(Saved data entries)
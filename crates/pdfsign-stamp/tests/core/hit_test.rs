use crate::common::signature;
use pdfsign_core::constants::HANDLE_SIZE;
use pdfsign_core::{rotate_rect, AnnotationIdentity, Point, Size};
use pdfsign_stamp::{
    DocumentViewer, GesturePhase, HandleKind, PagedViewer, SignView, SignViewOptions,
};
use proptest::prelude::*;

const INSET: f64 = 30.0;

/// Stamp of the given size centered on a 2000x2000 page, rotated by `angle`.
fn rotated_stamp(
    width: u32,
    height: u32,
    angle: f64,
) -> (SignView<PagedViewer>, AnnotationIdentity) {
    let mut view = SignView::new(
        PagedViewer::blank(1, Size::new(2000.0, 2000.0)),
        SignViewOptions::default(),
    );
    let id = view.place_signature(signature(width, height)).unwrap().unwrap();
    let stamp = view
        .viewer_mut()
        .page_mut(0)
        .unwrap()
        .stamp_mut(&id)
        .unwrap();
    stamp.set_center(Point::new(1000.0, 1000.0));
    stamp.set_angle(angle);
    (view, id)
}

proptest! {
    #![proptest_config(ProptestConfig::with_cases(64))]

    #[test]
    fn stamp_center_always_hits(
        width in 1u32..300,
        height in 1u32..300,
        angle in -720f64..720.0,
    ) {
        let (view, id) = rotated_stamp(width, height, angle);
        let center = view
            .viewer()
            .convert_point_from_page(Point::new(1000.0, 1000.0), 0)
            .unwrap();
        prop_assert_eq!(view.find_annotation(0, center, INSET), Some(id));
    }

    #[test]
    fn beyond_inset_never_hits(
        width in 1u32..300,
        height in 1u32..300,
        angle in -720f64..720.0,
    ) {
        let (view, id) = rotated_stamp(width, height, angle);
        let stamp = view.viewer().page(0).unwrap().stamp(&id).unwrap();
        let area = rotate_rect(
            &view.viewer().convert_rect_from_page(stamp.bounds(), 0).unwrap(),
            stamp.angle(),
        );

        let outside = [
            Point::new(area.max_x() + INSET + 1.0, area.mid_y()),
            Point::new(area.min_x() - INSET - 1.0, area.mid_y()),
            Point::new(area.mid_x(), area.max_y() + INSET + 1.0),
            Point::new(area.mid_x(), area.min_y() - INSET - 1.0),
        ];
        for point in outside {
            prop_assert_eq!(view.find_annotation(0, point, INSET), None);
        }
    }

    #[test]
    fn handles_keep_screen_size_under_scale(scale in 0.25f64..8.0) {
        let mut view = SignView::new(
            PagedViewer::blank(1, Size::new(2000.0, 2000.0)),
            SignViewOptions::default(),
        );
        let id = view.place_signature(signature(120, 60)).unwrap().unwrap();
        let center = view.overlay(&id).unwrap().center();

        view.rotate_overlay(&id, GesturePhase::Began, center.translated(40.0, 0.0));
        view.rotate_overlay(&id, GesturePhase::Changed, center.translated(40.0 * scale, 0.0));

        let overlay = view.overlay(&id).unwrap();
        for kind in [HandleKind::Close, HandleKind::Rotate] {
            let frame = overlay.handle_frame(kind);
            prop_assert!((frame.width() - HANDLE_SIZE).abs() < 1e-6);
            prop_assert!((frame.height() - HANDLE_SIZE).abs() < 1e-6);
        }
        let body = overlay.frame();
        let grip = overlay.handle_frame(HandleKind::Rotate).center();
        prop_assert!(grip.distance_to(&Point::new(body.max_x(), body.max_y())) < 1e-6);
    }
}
* * *
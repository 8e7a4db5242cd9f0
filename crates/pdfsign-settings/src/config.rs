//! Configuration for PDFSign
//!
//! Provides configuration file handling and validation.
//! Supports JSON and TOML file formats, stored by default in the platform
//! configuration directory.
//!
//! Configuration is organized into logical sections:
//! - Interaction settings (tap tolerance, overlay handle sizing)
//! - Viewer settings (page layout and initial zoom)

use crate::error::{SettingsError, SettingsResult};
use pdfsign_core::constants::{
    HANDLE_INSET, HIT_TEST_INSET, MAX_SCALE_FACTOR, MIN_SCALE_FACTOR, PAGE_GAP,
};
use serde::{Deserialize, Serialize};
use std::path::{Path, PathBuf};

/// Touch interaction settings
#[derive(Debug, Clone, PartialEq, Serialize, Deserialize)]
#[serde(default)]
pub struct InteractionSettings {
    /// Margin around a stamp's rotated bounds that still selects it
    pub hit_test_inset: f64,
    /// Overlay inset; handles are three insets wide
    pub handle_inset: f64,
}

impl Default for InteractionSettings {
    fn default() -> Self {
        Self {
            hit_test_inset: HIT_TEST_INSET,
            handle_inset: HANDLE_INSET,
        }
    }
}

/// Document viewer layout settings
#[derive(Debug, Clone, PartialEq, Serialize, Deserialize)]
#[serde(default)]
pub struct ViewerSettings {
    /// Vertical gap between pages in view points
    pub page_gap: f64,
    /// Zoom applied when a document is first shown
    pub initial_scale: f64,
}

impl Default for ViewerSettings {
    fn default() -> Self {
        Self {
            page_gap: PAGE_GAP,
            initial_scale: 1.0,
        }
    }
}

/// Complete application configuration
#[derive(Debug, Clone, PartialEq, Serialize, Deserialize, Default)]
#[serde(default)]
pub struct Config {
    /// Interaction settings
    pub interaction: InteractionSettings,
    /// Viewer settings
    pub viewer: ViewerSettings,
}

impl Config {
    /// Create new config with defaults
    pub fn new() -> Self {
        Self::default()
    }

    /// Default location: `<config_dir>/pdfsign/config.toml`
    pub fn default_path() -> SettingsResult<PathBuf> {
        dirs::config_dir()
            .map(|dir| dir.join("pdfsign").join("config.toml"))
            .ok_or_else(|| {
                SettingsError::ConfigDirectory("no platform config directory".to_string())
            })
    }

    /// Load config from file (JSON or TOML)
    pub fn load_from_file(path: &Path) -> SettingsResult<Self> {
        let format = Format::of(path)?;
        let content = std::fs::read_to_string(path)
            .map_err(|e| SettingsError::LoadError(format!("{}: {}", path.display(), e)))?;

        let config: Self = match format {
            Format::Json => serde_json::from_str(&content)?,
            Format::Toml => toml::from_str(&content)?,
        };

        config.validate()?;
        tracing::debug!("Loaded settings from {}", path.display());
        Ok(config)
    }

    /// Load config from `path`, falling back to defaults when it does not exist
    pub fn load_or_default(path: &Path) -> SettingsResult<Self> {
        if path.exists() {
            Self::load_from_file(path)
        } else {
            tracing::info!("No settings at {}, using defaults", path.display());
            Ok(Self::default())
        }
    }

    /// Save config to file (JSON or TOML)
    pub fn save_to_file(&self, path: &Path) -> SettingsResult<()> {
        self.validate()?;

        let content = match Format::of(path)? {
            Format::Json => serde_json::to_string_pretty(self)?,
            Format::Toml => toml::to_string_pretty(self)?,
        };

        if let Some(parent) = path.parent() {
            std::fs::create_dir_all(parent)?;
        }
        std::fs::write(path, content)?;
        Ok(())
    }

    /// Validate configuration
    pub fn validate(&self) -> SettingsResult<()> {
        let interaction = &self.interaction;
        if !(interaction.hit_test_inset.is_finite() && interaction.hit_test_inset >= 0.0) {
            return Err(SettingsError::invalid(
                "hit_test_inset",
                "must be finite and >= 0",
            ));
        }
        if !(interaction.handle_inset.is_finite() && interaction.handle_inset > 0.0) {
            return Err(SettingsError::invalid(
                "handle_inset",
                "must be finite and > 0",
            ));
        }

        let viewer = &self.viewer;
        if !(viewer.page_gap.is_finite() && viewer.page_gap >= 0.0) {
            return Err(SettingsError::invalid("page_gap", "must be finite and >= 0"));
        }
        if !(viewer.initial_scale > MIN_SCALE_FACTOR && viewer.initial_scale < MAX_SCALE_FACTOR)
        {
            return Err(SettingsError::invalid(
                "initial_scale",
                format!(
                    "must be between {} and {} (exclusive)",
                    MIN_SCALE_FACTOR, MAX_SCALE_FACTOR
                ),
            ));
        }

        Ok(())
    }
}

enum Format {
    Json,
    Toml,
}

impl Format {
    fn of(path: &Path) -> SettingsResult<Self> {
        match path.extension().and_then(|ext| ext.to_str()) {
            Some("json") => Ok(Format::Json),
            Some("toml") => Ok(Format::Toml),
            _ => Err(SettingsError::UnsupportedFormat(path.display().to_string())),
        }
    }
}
...
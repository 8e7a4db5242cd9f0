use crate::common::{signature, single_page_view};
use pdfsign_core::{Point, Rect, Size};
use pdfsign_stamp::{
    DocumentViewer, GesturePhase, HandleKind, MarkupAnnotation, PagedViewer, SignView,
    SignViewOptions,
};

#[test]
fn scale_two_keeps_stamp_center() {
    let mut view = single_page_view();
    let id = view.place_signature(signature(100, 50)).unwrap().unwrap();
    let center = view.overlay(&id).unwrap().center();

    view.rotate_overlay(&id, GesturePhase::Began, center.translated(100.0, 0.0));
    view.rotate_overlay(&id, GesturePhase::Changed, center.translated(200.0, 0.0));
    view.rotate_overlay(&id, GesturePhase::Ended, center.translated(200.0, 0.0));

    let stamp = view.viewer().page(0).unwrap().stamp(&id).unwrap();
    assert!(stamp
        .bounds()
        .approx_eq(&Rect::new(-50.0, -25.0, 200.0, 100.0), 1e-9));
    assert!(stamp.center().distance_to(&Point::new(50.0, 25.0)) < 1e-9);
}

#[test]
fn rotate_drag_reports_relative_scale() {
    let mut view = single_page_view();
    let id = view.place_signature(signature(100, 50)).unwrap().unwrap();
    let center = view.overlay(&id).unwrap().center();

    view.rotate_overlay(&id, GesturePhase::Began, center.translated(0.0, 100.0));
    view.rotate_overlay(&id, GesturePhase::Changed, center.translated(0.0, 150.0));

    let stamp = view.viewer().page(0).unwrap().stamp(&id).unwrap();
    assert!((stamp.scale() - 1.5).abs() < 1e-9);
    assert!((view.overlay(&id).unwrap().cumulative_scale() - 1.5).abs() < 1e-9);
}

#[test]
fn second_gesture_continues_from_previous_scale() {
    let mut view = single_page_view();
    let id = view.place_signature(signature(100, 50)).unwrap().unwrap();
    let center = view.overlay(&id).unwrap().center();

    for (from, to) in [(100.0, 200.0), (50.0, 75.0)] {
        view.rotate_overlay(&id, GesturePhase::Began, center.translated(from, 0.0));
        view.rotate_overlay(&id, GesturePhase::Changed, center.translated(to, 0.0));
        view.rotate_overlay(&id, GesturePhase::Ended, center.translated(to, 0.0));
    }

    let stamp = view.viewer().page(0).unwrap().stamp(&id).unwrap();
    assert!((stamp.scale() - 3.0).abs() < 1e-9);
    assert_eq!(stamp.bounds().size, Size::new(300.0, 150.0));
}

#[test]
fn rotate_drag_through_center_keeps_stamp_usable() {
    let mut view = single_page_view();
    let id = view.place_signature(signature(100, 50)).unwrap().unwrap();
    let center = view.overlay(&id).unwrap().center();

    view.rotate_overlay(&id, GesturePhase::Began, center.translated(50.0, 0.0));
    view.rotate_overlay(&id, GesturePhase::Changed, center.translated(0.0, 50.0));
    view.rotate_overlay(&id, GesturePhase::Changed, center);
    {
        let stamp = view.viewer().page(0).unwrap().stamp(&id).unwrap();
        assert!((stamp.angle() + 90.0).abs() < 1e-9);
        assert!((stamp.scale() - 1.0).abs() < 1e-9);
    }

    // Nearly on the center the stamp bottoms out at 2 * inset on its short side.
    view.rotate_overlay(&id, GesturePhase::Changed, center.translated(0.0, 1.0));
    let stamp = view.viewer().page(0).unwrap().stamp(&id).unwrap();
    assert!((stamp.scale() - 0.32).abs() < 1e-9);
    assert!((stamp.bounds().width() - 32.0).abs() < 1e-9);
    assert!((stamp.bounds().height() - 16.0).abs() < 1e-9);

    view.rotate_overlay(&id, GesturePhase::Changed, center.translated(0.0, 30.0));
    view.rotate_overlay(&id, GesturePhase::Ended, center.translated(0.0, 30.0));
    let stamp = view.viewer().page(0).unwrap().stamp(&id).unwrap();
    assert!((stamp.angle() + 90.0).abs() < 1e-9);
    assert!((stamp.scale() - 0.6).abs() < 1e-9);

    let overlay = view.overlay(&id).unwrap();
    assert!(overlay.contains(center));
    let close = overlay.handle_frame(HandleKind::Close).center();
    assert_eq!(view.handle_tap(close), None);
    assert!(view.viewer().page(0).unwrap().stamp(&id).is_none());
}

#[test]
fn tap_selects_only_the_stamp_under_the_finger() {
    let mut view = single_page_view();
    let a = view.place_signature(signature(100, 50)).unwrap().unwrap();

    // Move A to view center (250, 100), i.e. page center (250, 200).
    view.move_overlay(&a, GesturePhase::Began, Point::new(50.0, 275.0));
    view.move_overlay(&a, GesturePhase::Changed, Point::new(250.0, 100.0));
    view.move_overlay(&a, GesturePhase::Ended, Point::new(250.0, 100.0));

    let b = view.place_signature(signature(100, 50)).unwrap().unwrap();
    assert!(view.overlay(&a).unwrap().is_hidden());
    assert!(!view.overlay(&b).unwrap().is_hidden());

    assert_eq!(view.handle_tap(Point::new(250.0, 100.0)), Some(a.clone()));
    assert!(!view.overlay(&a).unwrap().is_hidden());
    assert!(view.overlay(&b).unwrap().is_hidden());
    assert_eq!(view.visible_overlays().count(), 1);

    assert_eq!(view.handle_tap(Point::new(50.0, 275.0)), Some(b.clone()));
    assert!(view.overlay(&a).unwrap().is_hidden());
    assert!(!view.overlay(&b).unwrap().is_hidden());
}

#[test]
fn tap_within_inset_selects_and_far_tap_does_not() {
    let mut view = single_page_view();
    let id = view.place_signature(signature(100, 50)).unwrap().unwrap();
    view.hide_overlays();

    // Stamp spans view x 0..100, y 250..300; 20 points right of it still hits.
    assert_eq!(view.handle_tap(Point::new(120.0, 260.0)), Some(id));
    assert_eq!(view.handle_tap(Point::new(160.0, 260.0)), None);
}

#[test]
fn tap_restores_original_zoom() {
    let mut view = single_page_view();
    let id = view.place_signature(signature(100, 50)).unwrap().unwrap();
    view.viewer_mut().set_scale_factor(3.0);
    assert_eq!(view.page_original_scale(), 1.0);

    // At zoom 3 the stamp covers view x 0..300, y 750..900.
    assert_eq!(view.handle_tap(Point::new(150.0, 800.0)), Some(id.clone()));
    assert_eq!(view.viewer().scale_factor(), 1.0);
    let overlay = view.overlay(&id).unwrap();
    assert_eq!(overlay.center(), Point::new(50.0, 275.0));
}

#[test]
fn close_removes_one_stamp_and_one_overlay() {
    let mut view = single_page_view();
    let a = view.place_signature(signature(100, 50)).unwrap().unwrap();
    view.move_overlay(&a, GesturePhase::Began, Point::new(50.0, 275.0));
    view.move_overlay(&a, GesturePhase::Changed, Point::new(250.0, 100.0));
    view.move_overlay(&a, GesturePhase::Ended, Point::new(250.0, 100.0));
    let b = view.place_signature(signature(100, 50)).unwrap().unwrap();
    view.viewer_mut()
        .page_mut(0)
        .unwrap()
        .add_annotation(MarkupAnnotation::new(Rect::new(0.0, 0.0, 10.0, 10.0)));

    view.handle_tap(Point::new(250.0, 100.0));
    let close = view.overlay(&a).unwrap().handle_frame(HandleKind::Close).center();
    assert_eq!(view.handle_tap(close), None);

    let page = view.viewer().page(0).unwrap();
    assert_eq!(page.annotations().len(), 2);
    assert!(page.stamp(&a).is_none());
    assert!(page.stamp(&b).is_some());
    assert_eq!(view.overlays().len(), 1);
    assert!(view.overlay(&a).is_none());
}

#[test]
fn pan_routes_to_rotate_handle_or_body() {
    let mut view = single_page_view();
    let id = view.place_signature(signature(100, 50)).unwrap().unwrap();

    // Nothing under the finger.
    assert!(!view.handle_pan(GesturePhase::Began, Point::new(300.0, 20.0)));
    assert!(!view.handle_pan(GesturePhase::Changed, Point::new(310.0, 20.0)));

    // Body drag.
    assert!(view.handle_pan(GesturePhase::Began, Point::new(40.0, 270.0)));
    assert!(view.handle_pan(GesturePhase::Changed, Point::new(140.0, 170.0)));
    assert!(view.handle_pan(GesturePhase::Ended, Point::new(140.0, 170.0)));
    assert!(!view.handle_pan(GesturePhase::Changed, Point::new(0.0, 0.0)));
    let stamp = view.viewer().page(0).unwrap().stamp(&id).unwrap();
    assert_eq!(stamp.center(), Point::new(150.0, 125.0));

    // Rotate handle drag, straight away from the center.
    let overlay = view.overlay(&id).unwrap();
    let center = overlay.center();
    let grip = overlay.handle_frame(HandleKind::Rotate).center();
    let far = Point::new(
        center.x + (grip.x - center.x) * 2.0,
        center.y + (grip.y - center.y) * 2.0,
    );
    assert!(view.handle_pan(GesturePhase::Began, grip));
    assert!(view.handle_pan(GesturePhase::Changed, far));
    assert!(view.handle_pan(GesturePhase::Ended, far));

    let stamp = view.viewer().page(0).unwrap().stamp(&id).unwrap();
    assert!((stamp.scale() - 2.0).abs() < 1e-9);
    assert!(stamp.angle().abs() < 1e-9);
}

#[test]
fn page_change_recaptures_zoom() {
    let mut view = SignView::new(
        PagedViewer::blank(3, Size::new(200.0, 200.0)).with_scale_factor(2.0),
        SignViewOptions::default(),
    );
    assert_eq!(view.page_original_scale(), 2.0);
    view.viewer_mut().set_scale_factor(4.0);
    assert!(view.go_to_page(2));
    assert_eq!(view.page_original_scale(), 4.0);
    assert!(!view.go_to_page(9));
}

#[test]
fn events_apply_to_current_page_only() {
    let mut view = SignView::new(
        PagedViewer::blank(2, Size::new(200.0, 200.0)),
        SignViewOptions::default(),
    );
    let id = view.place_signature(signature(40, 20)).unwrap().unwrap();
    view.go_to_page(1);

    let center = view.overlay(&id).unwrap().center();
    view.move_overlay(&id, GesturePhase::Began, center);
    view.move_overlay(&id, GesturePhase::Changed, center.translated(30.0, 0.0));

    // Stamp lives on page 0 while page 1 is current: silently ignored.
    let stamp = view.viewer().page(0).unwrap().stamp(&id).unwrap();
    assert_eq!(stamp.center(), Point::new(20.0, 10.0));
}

◆ **DESCRIPTION OF THE TASK**: Please make an exact copy of the lines above from the line with "filename crates/pdfsign-stamp/tests/core/hit_test.rs" through the line with "const INSET: f64 = 30.0;", both ends included.

◆ **THE COMPLETED TASK**:
filename crates/pdfsign-stamp/tests/core/hit_test.rs
use crate::common::signature;
use pdfsign_core::constants::HANDLE_SIZE;
use pdfsign_core::{rotate_rect, AnnotationIdentity, Point, Size};
use pdfsign_stamp::{
    DocumentViewer, GesturePhase, HandleKind, PagedViewer, SignView, SignViewOptions,
};
use proptest::prelude::*;

const INSET: f64 = 30.0;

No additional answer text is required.